REQUIREMENT :: Whenever the word "entered" shows up in a line of the data, copy that line.

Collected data
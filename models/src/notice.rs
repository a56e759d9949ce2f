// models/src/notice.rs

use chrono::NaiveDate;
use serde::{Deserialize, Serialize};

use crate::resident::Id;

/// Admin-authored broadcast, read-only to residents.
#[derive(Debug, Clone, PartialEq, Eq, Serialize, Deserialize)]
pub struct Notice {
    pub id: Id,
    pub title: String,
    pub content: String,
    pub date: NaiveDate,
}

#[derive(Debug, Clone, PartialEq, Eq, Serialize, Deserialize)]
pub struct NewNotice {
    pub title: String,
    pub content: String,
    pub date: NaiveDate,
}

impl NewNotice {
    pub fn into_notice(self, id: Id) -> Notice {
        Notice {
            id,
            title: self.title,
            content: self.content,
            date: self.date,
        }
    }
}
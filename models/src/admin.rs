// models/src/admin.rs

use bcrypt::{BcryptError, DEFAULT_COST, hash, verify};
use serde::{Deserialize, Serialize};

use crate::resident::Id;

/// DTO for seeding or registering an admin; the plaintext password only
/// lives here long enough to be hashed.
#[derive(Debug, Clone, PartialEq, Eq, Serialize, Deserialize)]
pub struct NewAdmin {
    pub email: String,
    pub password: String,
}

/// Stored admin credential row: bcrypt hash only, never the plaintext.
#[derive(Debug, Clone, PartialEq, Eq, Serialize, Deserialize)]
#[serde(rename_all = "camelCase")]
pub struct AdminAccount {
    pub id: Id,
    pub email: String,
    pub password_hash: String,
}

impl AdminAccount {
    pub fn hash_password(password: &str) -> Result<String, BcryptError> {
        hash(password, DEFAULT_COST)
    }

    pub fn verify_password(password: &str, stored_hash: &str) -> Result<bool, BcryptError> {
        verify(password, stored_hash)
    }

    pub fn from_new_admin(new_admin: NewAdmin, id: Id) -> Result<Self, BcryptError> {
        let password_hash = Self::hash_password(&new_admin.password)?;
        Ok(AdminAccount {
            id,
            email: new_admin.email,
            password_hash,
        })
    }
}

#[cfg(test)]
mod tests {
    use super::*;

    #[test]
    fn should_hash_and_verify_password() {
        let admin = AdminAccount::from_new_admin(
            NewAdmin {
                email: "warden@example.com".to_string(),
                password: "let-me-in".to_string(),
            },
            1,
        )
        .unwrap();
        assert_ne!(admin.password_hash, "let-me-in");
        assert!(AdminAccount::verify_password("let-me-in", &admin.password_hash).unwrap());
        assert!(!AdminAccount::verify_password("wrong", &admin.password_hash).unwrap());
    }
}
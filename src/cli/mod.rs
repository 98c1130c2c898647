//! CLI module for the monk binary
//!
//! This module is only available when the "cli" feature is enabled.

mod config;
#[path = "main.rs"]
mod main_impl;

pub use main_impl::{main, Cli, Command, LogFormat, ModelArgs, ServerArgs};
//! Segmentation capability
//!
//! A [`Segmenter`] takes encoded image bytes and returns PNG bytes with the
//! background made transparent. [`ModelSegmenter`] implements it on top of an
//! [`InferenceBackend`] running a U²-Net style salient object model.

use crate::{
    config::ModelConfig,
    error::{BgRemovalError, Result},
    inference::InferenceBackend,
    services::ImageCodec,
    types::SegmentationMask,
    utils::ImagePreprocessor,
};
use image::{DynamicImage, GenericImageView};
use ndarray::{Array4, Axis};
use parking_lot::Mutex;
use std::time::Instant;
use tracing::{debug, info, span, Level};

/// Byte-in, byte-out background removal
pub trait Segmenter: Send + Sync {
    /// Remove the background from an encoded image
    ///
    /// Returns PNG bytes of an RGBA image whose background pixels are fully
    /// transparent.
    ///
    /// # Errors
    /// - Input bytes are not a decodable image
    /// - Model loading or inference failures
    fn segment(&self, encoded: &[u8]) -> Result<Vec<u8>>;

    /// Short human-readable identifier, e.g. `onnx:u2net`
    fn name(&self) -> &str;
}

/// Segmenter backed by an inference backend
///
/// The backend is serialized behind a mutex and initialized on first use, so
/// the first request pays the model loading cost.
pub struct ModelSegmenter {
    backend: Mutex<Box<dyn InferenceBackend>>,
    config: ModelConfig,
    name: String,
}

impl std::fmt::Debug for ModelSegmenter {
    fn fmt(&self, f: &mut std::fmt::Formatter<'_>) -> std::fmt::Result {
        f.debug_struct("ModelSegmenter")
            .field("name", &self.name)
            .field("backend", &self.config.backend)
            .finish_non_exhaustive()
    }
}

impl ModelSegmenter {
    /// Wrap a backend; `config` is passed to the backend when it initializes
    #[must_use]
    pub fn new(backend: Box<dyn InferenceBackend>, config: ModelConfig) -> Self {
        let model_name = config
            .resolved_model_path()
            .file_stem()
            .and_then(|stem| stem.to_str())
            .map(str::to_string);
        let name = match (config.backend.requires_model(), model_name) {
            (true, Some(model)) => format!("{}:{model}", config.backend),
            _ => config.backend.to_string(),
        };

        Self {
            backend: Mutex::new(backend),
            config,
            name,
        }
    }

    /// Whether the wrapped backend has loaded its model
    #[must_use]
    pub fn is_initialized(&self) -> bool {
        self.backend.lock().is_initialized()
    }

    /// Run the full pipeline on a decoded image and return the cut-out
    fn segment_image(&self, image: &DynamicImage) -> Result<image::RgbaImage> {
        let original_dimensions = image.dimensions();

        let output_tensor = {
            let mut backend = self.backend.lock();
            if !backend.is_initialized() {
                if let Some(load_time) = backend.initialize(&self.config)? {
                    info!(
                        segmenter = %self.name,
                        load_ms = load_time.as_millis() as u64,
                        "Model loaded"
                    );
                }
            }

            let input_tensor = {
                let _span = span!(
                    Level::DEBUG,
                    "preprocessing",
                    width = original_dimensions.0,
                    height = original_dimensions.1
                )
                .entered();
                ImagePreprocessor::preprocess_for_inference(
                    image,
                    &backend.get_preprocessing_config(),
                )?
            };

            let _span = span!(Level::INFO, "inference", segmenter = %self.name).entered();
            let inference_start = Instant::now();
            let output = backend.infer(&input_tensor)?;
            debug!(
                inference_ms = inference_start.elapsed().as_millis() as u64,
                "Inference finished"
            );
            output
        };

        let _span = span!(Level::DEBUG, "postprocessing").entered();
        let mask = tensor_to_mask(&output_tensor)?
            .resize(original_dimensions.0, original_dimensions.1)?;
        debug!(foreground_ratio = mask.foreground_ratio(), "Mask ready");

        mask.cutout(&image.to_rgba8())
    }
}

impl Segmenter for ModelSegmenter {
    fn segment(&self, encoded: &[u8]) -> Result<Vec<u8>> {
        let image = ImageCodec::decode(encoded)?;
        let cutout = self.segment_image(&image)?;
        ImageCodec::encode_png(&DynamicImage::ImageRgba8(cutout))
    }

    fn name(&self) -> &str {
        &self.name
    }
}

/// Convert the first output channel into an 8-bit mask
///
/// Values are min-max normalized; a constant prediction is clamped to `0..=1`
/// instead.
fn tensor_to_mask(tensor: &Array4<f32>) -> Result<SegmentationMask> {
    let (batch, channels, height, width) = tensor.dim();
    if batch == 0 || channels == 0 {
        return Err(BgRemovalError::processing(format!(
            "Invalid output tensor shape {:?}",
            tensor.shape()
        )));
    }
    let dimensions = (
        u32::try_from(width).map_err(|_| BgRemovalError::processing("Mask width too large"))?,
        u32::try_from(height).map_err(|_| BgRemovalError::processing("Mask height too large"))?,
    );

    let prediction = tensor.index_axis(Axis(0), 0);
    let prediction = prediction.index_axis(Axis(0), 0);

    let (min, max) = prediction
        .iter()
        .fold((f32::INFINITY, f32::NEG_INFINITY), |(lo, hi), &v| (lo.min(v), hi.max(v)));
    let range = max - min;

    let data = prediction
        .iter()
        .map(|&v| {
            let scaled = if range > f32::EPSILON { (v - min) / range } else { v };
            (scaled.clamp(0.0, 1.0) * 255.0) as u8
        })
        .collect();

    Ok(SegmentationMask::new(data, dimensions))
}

==

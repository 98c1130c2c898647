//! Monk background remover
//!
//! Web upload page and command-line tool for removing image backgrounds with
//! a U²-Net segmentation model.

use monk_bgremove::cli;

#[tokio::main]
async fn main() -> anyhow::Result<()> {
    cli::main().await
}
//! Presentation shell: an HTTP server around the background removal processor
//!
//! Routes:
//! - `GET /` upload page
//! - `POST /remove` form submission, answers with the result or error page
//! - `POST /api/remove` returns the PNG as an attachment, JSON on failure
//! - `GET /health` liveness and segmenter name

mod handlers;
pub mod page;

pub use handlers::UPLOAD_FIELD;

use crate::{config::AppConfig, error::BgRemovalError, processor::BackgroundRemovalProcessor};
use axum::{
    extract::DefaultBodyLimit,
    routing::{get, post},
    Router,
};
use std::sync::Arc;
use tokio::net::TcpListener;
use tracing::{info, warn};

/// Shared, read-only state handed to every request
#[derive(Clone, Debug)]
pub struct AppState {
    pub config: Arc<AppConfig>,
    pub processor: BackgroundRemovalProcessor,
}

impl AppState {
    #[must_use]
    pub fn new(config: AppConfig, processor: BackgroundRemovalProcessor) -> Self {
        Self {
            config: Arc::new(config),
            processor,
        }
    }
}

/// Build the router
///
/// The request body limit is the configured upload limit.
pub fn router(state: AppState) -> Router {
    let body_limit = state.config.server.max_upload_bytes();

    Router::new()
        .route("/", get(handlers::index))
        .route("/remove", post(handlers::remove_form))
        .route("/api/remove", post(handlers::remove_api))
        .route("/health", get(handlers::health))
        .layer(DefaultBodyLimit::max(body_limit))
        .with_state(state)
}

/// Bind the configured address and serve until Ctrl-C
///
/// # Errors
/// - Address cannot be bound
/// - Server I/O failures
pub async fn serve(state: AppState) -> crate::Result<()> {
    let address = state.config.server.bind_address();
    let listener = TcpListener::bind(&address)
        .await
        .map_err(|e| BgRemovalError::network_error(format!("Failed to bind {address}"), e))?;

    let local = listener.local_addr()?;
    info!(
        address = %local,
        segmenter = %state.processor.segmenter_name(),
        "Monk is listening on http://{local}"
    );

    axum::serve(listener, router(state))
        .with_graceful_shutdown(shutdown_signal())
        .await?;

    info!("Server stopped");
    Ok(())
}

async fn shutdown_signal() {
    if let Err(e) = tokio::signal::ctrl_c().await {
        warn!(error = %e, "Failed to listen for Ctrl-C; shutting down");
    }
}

---

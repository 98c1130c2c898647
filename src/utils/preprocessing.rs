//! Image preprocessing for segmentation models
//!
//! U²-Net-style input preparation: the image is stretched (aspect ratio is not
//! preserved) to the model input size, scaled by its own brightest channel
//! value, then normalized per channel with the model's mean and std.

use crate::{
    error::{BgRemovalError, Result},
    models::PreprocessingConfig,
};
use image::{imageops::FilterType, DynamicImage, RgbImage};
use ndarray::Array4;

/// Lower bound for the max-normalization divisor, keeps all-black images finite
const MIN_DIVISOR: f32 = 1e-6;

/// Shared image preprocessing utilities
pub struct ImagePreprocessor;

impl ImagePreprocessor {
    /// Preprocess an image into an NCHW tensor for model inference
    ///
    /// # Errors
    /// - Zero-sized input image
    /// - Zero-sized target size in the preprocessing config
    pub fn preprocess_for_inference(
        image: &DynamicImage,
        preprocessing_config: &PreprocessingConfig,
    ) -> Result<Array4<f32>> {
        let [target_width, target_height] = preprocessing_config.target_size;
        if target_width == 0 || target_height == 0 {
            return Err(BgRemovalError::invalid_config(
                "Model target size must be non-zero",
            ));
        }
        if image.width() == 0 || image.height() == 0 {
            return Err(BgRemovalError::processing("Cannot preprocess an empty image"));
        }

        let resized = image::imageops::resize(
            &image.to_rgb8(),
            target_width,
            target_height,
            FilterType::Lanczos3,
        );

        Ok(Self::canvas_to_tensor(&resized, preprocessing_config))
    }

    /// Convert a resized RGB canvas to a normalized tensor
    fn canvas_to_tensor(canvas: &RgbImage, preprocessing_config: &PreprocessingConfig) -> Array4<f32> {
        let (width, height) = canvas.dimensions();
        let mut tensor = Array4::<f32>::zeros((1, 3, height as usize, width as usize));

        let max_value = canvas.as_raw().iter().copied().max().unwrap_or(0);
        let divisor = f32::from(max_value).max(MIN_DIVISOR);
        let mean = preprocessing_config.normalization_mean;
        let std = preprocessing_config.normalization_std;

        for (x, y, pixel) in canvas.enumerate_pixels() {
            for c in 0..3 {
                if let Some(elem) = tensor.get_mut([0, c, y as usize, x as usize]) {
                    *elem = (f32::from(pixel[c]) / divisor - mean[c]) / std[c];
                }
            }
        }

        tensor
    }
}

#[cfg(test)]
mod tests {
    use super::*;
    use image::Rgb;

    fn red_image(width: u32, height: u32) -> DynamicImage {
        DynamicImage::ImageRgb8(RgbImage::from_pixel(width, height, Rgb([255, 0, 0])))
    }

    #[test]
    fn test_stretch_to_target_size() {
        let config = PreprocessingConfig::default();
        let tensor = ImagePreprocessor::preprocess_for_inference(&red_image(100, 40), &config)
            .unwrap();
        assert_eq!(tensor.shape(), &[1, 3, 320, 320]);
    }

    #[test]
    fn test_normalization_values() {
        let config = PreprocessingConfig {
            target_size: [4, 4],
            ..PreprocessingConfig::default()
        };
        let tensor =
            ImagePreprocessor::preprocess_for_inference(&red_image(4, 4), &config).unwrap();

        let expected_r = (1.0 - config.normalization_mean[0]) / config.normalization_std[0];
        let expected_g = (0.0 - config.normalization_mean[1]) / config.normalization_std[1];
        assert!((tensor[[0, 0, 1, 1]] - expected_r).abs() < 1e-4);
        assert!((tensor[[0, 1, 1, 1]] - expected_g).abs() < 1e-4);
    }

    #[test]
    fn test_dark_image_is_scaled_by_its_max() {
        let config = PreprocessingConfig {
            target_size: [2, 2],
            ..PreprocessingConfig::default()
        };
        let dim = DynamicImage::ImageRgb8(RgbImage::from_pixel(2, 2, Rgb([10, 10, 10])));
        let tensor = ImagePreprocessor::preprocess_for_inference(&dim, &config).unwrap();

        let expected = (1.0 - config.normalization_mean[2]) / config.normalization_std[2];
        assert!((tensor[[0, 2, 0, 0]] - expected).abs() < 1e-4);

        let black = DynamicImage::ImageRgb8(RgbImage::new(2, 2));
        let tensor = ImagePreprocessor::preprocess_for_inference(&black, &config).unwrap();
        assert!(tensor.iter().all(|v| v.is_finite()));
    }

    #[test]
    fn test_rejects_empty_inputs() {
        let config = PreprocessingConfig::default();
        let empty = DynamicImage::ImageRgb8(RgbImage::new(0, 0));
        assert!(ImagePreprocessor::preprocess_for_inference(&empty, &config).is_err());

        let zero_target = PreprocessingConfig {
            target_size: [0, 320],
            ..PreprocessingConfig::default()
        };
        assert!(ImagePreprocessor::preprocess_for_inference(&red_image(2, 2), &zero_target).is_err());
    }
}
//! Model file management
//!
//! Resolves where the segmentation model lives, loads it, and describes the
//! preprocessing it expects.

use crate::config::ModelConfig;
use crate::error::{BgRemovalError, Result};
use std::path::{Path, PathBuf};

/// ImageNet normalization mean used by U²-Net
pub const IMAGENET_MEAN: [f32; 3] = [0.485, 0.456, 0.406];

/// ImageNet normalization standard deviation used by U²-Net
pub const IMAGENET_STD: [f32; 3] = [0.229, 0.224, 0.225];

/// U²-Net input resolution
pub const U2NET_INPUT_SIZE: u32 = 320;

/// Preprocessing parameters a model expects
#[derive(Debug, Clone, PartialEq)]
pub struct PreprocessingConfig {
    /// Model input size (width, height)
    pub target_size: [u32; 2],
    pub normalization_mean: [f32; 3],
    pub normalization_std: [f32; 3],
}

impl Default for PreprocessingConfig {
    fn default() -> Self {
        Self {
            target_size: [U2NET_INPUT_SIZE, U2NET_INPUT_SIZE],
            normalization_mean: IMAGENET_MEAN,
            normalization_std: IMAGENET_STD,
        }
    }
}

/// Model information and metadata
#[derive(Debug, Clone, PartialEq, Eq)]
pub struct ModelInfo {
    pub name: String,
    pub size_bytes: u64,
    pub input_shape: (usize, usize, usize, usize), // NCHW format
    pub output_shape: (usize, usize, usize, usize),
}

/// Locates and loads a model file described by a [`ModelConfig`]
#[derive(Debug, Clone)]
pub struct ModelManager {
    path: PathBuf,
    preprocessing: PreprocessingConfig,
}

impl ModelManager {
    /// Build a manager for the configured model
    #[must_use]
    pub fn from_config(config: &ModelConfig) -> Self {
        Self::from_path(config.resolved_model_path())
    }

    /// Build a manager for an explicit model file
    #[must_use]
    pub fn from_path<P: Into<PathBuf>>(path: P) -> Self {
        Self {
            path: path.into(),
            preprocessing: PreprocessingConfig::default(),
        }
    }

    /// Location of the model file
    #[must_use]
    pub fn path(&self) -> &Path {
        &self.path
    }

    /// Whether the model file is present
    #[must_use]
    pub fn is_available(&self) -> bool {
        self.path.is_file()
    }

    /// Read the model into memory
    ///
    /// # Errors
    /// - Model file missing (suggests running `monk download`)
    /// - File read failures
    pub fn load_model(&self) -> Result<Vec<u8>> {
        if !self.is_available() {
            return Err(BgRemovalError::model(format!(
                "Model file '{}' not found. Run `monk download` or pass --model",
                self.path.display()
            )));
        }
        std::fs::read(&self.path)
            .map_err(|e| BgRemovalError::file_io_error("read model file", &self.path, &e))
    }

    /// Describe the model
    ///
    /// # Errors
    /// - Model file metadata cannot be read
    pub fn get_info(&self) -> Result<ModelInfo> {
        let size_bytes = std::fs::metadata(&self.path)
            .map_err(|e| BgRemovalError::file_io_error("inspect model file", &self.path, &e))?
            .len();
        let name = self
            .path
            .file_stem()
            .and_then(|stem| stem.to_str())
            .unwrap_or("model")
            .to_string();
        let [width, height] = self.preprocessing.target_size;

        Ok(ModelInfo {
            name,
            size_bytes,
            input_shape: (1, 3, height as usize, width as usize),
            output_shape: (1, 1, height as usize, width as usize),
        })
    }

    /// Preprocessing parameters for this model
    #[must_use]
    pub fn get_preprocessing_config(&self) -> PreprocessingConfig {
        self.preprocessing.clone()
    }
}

SOLUTION ::
                .entered();
            let _span = span!(Level::INFO, "inference", segmenter = %self.name).entered();
        let _span = span!(Level::DEBUG, "postprocessing").entered();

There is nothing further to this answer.